Eventually, my year was up. I posted up a collage of as many of the women I had featured over the year as would fit, and topped it all off with a picture of a mirror. A bit cheesy, because whilst of course nobody would actually be able to actually see their own reflection in a picture of a mirror, the idea was that every single person who supported the page was just as amazing as the people featured on it.

As more messages came in begging me never to stop the page, I threw it open to the supporters, asking them to nominate their own inspirations, and encouraging them to tell me in their own words, just why they considered their choice so fabulous.

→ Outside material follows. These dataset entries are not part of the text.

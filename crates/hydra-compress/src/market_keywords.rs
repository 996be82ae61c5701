//! Keyword lookup across the six closed market domains.

use std::collections::BTreeSet;

use hydra_core::types::MarketCategory;

const CRYPTO: &[&str] = &[
    "btc", "eth", "bitcoin", "ethereum", "crypto", "比特币", "以太坊", "加密货币", "链上", "defi",
    "binance", "sol", "solana", "usdt", "stablecoin", "空投", "合约爆仓",
];
const A_STOCK: &[&str] = &[
    "a股", "沪指", "深指", "创业板", "涨停", "跌停", "龙虎榜", "北向资金", "科创板", "沪深300",
];
const US_STOCK: &[&str] = &[
    "nasdaq", "s&p", "dow jones", "nyse", "美股", "纳斯达克", "道指", "标普", "earnings call",
];
const HK_STOCK: &[&str] = &["hkex", "恒生指数", "港股", "南向资金", "hang seng"];
const FUTURES: &[&str] = &[
    "futures", "期货", "原油期货", "黄金期货", "contract roll", "open interest", "期指",
];
const FOREX: &[&str] = &[
    "forex", "fx", "usd/jpy", "eur/usd", "外汇", "汇率", "人民币中间价", "美元指数",
];

fn count_hits(lower: &str, words: &[&str]) -> usize {
    words.iter().filter(|w| lower.contains(*w)).count()
}

/// All market categories whose keyword set has at least one hit in `text`,
/// falling back to `{General}` when none match.
pub fn categorize(text: &str) -> BTreeSet<MarketCategory> {
    let lower = text.to_lowercase();
    let mut hits = BTreeSet::new();

    for (words, cat) in [
        (CRYPTO, MarketCategory::Crypto),
        (A_STOCK, MarketCategory::AStock),
        (US_STOCK, MarketCategory::UsStock),
        (HK_STOCK, MarketCategory::HkStock),
        (FUTURES, MarketCategory::Futures),
        (FOREX, MarketCategory::Forex),
    ] {
        if count_hits(&lower, words) > 0 {
            hits.insert(cat);
        }
    }

    if hits.is_empty() {
        hits.insert(MarketCategory::General);
    }
    hits
}

/// `categorize(text) != {General}`.
pub fn is_market_relevant(text: &str) -> bool {
    categorize(text) != BTreeSet::from([MarketCategory::General])
}

/// Per-domain hit counts, used by the channel-category auto-detector
/// which compares a market/news score against a
/// tech/resource score.
pub fn domain_score(text: &str) -> usize {
    let lower = text.to_lowercase();
    CRYPTO
        .iter()
        .chain(A_STOCK)
        .chain(US_STOCK)
        .chain(HK_STOCK)
        .chain(FUTURES)
        .chain(FOREX)
        .filter(|w| lower.contains(*w))
        .count()
}

#[cfg(test)]
mod tests {
    use super::*;

    #[test]
    fn crypto_keyword_categorizes_as_crypto() {
        let cats = categorize("BTC breaks 100k resistance on spot volume surge");
        assert!(cats.contains(&MarketCategory::Crypto));
    }

    #[test]
    fn no_keyword_falls_back_to_general() {
        let cats = categorize("Good morning everyone, hope you have a calm day");
        assert_eq!(cats, BTreeSet::from([MarketCategory::General]));
        assert!(!is_market_relevant("Good morning everyone, hope you have a calm day"));
    }

    #[test]
    fn multi_domain_text_hits_both_categories() {
        let cats = categorize("纳斯达克 vs 比特币 today: nasdaq tech selloff drags btc lower");
        assert!(cats.contains(&MarketCategory::Crypto));
        assert!(cats.contains(&MarketCategory::UsStock));
    }
}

I was thrilled as the pictures, words, and ideas came in. The likes leaped up again overnight, and we’re now standing at over 4,000. Not bad for a page that was started merely as a tongue in cheek, nose-thumb at an outdated and embarrassing ‘institution’.

So yes indeed, the page will keep going, and as the world turns, and we all grow up a little bit more each day, The media might grow up a bit too. It’s not too late for David Dinsmore to take up my suggestion. Who knows? He may actually find hearing from his readers rather more interesting than showing pictures of mammary glands every day.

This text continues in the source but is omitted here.